Rob Marshall's Nine isn't the robustly energetic and rousing adaptation of an award-winning Broadway musical as Chicago demonstrated, but it's still has a sophisticated, stylized nostalgia for Italy.
The stellar cast includes Daniel Day-Lewis, Marion Cotillard, Penelope Cruz, Judi Dench, Sarah (Fergie) Ferguson, Kate Hudson, Nicole Kidman, and cinema icon Sophia Loren.
The filmmakers slickly and straightforwardly have reflectively interpreted a musical with quite a pedigree with music and lyrics from Maury Yeston with some new additions and others dropped, oddly enough, including the title tune. The 1982 show starred the late Raul Julia in the role occupied here by Day-Lewis, and many like what Antonio Banderas brought to the 2003 revival.
Part of the allure here is a cast who are mostly unseasoned in the singing department prove surprising well and an evocative depiction of a country with extravagant use of its sets like Rome's Cinecitta Film Studios.
Based on Federico Fellini's rather surreal, classic 8 1/2, the spirited production inhabits an era (mid 1960s) when Loren flourished. Now she is the mother to Day-Lewis's introverted, dashing maestro Guido Contini who delivers a kind of lullaby to reassure her conflicted cinematic genius.

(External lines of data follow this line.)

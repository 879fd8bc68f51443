//! Operations on abstract values
//!
//! Every operation distributes over union disjuncts and unites the results. Recursive queries
//! spend one unit of the call budget per level: when the budget runs out the query degrades to the
//! empty value, while cancellation is returned as an error so the build unwinds.

use super::builtins::{self, Builtin};
use super::source::SourceClass;
use super::{ExternalRef, Value};
use crate::graph::{NodeKind, PackageGraph};
use crate::symbol::SymbolRef;
use lantern_core::{AnalysisError, CallContext, CallError, CancelHandle};
use rustc_hash::FxHashSet;
use std::collections::VecDeque;
use std::rc::Rc;

/// Recursion budget for a single value query
pub const CALL_LIMIT: usize = 32;

type Outcome = Result<Value, AnalysisError>;

/// Arguments of a call site
#[derive(Debug, Clone, Default)]
pub struct Args {
    pub positional: Vec<Value>,
    pub keywords: Vec<(String, Value)>,
    /// Value of an explicit `*x` argument
    pub vararg: Option<Value>,
    /// Value of an explicit `**x` argument
    pub kwarg: Option<Value>,
}

impl Args {
    pub fn positional(values: Vec<Value>) -> Self {
        Args { positional: values, ..Args::default() }
    }

    /// Positional argument `i`, or the empty value
    pub fn get(&self, i: usize) -> Value {
        self.positional.get(i).cloned().unwrap_or_else(Value::empty)
    }

    pub fn keyword(&self, name: &str) -> Option<Value> {
        self.keywords.iter().find(|(k, _)| k == name).map(|(_, v)| v.clone())
    }

    /// Argument passed either at position `i` or as keyword `name`
    pub fn arg(&self, i: usize, name: &str) -> Value {
        Value::unite([self.get(i), self.keyword(name).unwrap_or_else(Value::empty)])
    }
}

/// Graph access plus the remaining call budget of the current query
#[derive(Clone, Copy)]
pub struct ValueContext<'a> {
    pub graph: &'a dyn PackageGraph,
    pub call: CallContext<'a>,
}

One who is beginning a movie that hasn't even been written yet.
Many of those comely figures in the commanding Guido's life proceed to this elaborate work-in-progress with much pressure from the fact that his previous two tanked.
Luisa (Cotillard), Contini's dutiful missus, is told to remain at home as her womanizing husband finds solace in a swank coastal habitat. The tale from Michael Tolkin (The Player) and the late Anthony Minghella (part of the collaborative New York I Love You) accounts for Guido's narcissism and struggles mainly with women, except for Luisa, fabricating their parts through a song.
Dench lends a beguiling presence as Lilli, Guido's old costumer and confidante, Fergie shines as a prostitute from the filmmaker's boyhood with a showstopping "Be Italian", Kidman less so as Guido's muse and often lead actress in "Unusual Way."
"Take It All" and "My Husband Makes Movies" are rendered in mindful, touching ways by Cotillard, while a lusty, somewhat crude Cruz brings some heat to the proceedings as the mistress in "A Call From the Vatican." Huston's coquettish reporter Stephanie croons the catchy, new "Cinema Italiano" which may be the most memorable for viewers less familiar with the musical that again is heard during the closing credits.
If the overrall result is lacking in dramatic and emotional unity, this modernized version of theatre brought to life from film is a tribute of sorts and affectionate towards a golden age of Italian cinema. Marshall works well with his crew in the transmutation of color and b/w in the numbers as the editing isn't as swift and engaging as Chicago but manages to be amusingly chaotic. And, production designer John Myhre, costume designer Colleen Atwood, and lenser Dion Beebe are among those who enable Marshall's chic, fabled conception.
Day-Lewis may not have the magnetism that Renee Zellweger projected through Roxie's eyes in Marshall's word-of-mouth Oscar winner, but sets out a savvy performance, complemented best by Cotillard and Dench. Nine swirls with grandiose Italian passion though not the resourceful, transformative experience that a musical like this could have been.